Available records START
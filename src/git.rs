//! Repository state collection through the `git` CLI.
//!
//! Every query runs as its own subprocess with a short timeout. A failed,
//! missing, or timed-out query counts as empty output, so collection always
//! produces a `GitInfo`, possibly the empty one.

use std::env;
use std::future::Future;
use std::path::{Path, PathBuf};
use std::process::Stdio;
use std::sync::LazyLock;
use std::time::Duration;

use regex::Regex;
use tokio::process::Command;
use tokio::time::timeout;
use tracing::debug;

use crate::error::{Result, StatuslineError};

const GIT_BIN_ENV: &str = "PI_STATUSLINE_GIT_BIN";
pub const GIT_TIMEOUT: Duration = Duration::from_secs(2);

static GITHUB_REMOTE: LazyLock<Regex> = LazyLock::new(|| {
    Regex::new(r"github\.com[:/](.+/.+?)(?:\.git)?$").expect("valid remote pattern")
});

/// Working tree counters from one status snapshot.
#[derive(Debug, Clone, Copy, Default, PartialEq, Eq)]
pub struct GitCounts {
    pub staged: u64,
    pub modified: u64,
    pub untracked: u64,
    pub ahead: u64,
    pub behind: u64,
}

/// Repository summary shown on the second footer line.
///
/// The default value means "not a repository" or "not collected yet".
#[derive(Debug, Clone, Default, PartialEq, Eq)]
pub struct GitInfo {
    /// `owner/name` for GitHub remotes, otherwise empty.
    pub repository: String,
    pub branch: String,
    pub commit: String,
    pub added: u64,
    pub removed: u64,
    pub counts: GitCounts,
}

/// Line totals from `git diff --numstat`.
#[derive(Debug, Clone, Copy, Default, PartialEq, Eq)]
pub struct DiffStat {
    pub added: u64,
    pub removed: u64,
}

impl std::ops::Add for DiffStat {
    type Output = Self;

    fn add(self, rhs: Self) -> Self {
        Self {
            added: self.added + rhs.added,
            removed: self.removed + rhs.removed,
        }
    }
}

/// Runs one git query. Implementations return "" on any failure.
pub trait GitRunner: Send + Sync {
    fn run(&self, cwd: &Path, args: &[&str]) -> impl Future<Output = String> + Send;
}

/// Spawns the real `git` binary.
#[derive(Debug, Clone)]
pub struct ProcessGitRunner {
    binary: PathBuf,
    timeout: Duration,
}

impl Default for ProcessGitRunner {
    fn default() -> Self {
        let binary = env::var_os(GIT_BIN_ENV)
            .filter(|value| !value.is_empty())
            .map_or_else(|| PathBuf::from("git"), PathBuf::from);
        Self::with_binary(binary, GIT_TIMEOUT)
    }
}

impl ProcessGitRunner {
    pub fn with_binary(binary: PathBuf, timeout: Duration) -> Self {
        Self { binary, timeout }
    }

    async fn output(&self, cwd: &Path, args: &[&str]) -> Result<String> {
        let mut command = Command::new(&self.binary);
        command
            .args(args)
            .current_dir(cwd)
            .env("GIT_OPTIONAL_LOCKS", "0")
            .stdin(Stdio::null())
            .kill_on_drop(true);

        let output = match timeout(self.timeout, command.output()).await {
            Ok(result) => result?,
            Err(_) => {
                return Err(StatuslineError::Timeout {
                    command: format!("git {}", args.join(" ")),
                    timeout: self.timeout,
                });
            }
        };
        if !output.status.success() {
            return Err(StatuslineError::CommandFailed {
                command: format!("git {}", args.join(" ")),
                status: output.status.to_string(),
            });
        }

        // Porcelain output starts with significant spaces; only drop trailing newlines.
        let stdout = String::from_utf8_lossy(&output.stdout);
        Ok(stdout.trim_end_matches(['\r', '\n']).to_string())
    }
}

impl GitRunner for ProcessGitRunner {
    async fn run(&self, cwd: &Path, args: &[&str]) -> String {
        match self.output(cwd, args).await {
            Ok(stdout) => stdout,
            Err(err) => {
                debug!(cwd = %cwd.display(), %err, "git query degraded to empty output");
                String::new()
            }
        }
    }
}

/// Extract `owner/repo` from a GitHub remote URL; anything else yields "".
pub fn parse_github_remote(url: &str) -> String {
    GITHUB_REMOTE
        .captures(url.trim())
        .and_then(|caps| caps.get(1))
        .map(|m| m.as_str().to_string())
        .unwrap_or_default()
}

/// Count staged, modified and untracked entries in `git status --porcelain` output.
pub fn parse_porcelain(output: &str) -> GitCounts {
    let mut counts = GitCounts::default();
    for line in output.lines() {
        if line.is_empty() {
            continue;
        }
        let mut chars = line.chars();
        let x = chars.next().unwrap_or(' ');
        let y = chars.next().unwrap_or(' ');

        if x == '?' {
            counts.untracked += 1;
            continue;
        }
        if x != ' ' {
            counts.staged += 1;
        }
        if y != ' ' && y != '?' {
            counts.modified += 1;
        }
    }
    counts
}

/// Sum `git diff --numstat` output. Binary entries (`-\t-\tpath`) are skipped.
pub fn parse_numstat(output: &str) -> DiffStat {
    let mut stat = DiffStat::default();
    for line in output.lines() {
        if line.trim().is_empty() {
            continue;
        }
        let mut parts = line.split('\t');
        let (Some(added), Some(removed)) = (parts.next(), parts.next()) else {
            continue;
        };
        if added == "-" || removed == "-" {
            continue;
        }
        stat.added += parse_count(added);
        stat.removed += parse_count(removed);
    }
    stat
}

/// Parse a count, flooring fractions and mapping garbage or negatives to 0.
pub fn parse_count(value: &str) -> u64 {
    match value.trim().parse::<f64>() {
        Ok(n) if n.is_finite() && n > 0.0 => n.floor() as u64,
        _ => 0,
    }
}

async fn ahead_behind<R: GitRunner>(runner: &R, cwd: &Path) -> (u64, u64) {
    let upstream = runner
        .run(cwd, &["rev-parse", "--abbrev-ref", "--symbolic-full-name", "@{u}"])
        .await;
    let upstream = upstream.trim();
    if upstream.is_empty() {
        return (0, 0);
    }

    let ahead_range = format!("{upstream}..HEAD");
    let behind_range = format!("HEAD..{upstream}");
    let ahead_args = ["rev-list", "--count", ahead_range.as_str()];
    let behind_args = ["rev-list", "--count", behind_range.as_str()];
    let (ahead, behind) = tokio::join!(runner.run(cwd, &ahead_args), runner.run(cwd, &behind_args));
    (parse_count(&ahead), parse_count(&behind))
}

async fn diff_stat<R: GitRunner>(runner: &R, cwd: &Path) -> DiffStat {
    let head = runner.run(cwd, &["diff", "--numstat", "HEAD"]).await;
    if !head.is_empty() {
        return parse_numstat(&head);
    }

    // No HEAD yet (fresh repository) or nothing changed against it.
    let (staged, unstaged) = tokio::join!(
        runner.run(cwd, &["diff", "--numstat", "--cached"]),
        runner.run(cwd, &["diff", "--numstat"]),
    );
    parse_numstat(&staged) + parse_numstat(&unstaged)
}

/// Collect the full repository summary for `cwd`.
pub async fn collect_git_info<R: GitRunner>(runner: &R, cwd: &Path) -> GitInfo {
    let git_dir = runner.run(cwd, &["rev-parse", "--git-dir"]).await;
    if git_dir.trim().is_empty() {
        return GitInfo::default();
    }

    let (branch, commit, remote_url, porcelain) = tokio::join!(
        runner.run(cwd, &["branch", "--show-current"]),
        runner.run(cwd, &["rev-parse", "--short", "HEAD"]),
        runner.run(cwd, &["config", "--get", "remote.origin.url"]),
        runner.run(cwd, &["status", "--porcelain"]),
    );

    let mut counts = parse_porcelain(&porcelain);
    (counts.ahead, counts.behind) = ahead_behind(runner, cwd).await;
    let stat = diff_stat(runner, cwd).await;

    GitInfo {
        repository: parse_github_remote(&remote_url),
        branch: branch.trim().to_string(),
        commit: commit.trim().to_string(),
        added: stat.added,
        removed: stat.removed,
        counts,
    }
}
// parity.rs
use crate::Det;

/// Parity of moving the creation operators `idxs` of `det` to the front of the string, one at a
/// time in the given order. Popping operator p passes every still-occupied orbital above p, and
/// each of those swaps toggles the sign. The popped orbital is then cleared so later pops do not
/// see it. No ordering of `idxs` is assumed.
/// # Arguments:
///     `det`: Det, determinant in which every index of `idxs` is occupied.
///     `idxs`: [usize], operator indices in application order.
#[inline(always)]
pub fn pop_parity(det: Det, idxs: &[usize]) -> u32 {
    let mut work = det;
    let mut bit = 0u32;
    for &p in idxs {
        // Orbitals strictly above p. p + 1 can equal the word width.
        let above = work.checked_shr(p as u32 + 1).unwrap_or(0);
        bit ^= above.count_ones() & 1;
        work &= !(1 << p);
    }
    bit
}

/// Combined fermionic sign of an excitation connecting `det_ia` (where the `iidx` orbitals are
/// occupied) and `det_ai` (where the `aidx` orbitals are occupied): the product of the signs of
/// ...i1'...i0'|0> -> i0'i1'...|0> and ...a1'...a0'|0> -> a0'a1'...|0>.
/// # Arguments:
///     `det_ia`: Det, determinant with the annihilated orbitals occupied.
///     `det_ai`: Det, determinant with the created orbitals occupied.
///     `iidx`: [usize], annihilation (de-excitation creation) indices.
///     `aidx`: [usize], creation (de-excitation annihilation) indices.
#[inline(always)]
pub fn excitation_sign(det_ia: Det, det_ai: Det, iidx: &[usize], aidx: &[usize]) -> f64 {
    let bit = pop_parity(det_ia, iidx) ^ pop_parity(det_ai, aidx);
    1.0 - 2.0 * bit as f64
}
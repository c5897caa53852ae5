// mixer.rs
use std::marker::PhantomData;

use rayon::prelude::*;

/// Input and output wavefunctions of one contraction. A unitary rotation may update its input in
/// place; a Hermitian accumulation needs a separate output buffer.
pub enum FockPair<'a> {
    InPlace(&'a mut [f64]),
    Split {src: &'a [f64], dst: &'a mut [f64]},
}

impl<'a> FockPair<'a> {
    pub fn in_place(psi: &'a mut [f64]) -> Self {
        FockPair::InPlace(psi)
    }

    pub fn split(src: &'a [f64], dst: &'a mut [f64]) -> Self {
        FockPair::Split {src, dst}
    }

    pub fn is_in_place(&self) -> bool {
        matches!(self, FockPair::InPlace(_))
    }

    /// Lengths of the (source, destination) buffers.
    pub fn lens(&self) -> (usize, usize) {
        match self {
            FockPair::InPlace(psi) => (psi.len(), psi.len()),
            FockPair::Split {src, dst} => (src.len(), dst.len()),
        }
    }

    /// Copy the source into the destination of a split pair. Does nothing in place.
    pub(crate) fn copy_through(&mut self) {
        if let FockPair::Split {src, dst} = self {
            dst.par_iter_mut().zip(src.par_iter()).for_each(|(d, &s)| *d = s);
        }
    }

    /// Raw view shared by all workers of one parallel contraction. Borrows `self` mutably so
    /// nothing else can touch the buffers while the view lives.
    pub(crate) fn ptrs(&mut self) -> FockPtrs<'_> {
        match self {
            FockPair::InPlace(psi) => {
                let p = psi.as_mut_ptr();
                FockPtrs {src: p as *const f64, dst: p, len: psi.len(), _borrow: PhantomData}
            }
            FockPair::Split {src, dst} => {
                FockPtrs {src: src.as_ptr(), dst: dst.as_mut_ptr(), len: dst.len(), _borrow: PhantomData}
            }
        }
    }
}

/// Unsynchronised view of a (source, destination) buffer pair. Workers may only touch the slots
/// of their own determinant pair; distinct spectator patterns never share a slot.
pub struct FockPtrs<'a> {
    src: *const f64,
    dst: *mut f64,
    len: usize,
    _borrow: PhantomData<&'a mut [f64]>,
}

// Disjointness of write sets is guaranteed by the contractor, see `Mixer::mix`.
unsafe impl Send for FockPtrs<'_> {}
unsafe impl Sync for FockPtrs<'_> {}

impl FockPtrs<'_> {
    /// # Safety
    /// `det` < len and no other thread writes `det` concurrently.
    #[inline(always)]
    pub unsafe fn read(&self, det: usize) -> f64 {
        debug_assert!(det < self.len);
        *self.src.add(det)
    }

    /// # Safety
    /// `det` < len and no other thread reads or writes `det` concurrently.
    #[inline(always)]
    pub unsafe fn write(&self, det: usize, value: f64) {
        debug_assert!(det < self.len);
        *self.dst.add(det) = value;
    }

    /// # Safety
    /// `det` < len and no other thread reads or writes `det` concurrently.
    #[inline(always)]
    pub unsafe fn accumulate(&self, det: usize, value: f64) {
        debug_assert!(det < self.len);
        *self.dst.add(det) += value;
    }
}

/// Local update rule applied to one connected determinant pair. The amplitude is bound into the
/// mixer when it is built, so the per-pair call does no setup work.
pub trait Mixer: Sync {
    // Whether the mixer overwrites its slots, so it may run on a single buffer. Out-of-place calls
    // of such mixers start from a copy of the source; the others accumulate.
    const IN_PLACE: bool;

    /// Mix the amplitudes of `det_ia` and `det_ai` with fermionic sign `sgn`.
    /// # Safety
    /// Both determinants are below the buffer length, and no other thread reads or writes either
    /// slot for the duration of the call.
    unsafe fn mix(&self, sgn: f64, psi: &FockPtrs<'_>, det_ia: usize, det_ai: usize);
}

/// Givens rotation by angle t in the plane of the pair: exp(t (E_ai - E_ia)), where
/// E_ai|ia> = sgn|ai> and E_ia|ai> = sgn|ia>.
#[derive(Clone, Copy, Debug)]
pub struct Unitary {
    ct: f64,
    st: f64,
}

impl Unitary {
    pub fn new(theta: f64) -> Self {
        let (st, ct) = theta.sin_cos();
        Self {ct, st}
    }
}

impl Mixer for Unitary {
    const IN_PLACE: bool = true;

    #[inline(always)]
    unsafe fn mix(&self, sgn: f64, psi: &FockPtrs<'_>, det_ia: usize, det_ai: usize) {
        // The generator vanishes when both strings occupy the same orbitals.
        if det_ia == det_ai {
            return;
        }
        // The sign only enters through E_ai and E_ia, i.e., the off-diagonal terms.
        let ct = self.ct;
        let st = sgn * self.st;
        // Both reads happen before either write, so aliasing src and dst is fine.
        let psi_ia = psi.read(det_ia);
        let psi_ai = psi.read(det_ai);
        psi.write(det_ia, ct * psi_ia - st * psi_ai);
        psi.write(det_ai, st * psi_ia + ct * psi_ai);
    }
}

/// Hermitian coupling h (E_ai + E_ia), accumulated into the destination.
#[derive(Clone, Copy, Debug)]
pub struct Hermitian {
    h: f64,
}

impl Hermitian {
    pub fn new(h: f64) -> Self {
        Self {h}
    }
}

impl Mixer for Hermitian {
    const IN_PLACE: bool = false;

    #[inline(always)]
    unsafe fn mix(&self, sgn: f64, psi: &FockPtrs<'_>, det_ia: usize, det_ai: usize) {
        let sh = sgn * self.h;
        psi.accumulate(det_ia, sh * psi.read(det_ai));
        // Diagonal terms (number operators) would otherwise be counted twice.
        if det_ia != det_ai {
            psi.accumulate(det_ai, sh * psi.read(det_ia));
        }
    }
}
Available records END
Your goal: Going through the entries above, tally each line that has the word "true". Answer with the number only.

The completed task: 2